The Plate (No. 127 - ii)

Chiesa di S. Prassede

S. Prassede is one of the few churches which are fully encircled by houses. Only a little porch marks the entrance to the church. The view is taken from the green dot in the 1748 map below. In the description below the plate Vasi made reference to: 1) S. Prassede; 2) Strada della Nuova Suburra.

Small ViewSmall View

Today

The view today

Today the entrance is even less evident, because the houses are now also above the porch. The building to the left of the entrance is still the same. Via della Nuova Suburra linked the area of S. Maria Maggiore with la Suburra the ancient Roman name given to a quarter around Piazza alli Monti. The street is now called Via di S. Martino ai Monti.

S. Prassede

S. Prassede

Many columns of the nearby Roman baths of Titus and Trajan were used in several ways for building S. Prassede. The porch has two elegant Ionian columns, but inside the church there is a striking series of Corinthian columns (in my background).

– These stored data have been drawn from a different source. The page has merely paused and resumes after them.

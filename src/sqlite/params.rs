use std::fmt::Write;

use deadpool_sqlite::rusqlite;

use crate::error::CrudError;
use crate::types::{ConversionMode, ParamConverter, RowValues};

/// Convert a single `RowValues` to a rusqlite `Value`.
#[must_use]
pub fn row_value_to_sqlite_value(value: &RowValues) -> rusqlite::types::Value {
    match value {
        RowValues::Int(i) => rusqlite::types::Value::Integer(*i),
        RowValues::Float(f) => rusqlite::types::Value::Real(*f),
        RowValues::Text(s) => rusqlite::types::Value::Text(s.clone()),
        // SQLite stores booleans as 0/1 integers
        RowValues::Bool(b) => rusqlite::types::Value::Integer(i64::from(*b)),
        RowValues::Timestamp(dt) => {
            let mut buf = String::with_capacity(32);
            let _ = write!(buf, "{}", dt.format("%F %T%.f"));
            rusqlite::types::Value::Text(buf)
        }
        RowValues::Null => rusqlite::types::Value::Null,
        RowValues::JSON(json) => rusqlite::types::Value::Text(json.to_string()),
        RowValues::Blob(bytes) => rusqlite::types::Value::Blob(bytes.clone()),
    }
}

/// Unified `SQLite` parameter container.
pub struct Params(pub Vec<rusqlite::types::Value>);

impl Params {
    /// Convert a slice of `RowValues` into owned `SQLite` values.
    ///
    /// # Errors
    ///
    /// Currently infallible; kept fallible for parity with the other
    /// backends' converters.
    pub fn convert(params: &[RowValues]) -> Result<Self, CrudError> {
        let mut values = Vec::with_capacity(params.len());
        for p in params {
            values.push(row_value_to_sqlite_value(p));
        }
        Ok(Params(values))
    }

    /// Borrow the underlying values.
    #[must_use]
    pub fn as_values(&self) -> &[rusqlite::types::Value] {
        &self.0
    }

    /// Build a borrowed params slice suitable for rusqlite execution.
    #[must_use]
    pub fn as_refs(&self) -> Vec<&dyn rusqlite::ToSql> {
        self.0.iter().map(|v| v as &dyn rusqlite::ToSql).collect()
    }
}

impl ParamConverter<'_> for Params {
    type Converted = Params;

    fn convert_sql_params(
        params: &[RowValues],
        _mode: ConversionMode,
    ) -> Result<Self::Converted, CrudError> {
        Self::convert(params)
    }
}
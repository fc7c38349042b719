use deadpool_postgres::Object as PostgresObject;

use crate::convert_sql_params;
use crate::error::CrudError;
use crate::results::ResultSet;
use crate::types::{ConversionMode, RowValues};

use super::params::Params;
use super::query::{build_result_set_from_rows, extract_value};

/// Execute a batch of SQL statements (no parameters) in Postgres.
///
/// # Errors
///
/// Returns `CrudError::PostgresError` if the batch fails.
pub async fn execute_batch(client: &PostgresObject, sql: &str) -> Result<(), CrudError> {
    client
        .batch_execute(sql)
        .await
        .map_err(CrudError::PostgresError)
}

/// Execute a SELECT in Postgres and normalize the rows.
///
/// # Errors
///
/// Returns `CrudError::PostgresError` if execution or extraction fails.
pub async fn execute_select(
    client: &PostgresObject,
    sql: &str,
    params: &[RowValues],
) -> Result<ResultSet, CrudError> {
    let converted = convert_sql_params::<Params>(params, ConversionMode::Query)?;
    let rows = client.query(sql, converted.as_refs()).await?;
    build_result_set_from_rows(&rows)
}

/// Execute a DML statement (INSERT, UPDATE, DELETE) in Postgres.
///
/// # Errors
///
/// Returns `CrudError::PostgresError` if execution fails, or
/// `CrudError::ExecutionError` if the affected-row count does not fit.
pub async fn execute_dml(
    client: &PostgresObject,
    sql: &str,
    params: &[RowValues],
) -> Result<usize, CrudError> {
    let converted = convert_sql_params::<Params>(params, ConversionMode::Execute)?;
    let affected = client.execute(sql, converted.as_refs()).await?;
    usize::try_from(affected)
        .map_err(|e| CrudError::ExecutionError(format!("rows affected out of range: {e}")))
}

/// Execute an `INSERT … RETURNING {id}` statement and read back the id.
///
/// # Errors
///
/// Returns `CrudError::ExecutionError` if the statement yields no row or a
/// non-integer id.
pub async fn insert_returning_id(
    client: &PostgresObject,
    sql: &str,
    params: &[RowValues],
) -> Result<i64, CrudError> {
    let converted = convert_sql_params::<Params>(params, ConversionMode::Execute)?;
    let rows = client.query(sql, converted.as_refs()).await?;
    let row = rows.first().ok_or_else(|| {
        CrudError::ExecutionError("INSERT .. RETURNING produced no rows".to_string())
    })?;
    match extract_value(row, 0)? {
        RowValues::Int(id) => Ok(id),
        other => Err(CrudError::ExecutionError(format!(
            "returned id is not an integer: {other:?}"
        ))),
    }
}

The porch is not the immediate entrance to the church: as in the case with S. Clemente the porch leads to a small courtyard where the main door of the church is located.


Interior

The interior of S. Prassede contains works of all periods, from medieval mosaics and Cosmati decoration to Mannerist paintings and XVIIIth century statues. The image above shows the coat of arms of Clemens VIII by Agostino Ciampelli, a Flagellation by Paris Nogari and an XVIIIth century Prudence.

A Poem by Robert Browning

Robert Browning and his wife Elizabeth Barret Browning spent many years in Rome. The following poem shows how much he was acquainted with the different marbles and stones of Rome and it portrays in an ironic way the importance given by Romans to their tomb.
You may wish to read it in conjunction with a page on The Stones of Rome and pages on the Papal Monuments.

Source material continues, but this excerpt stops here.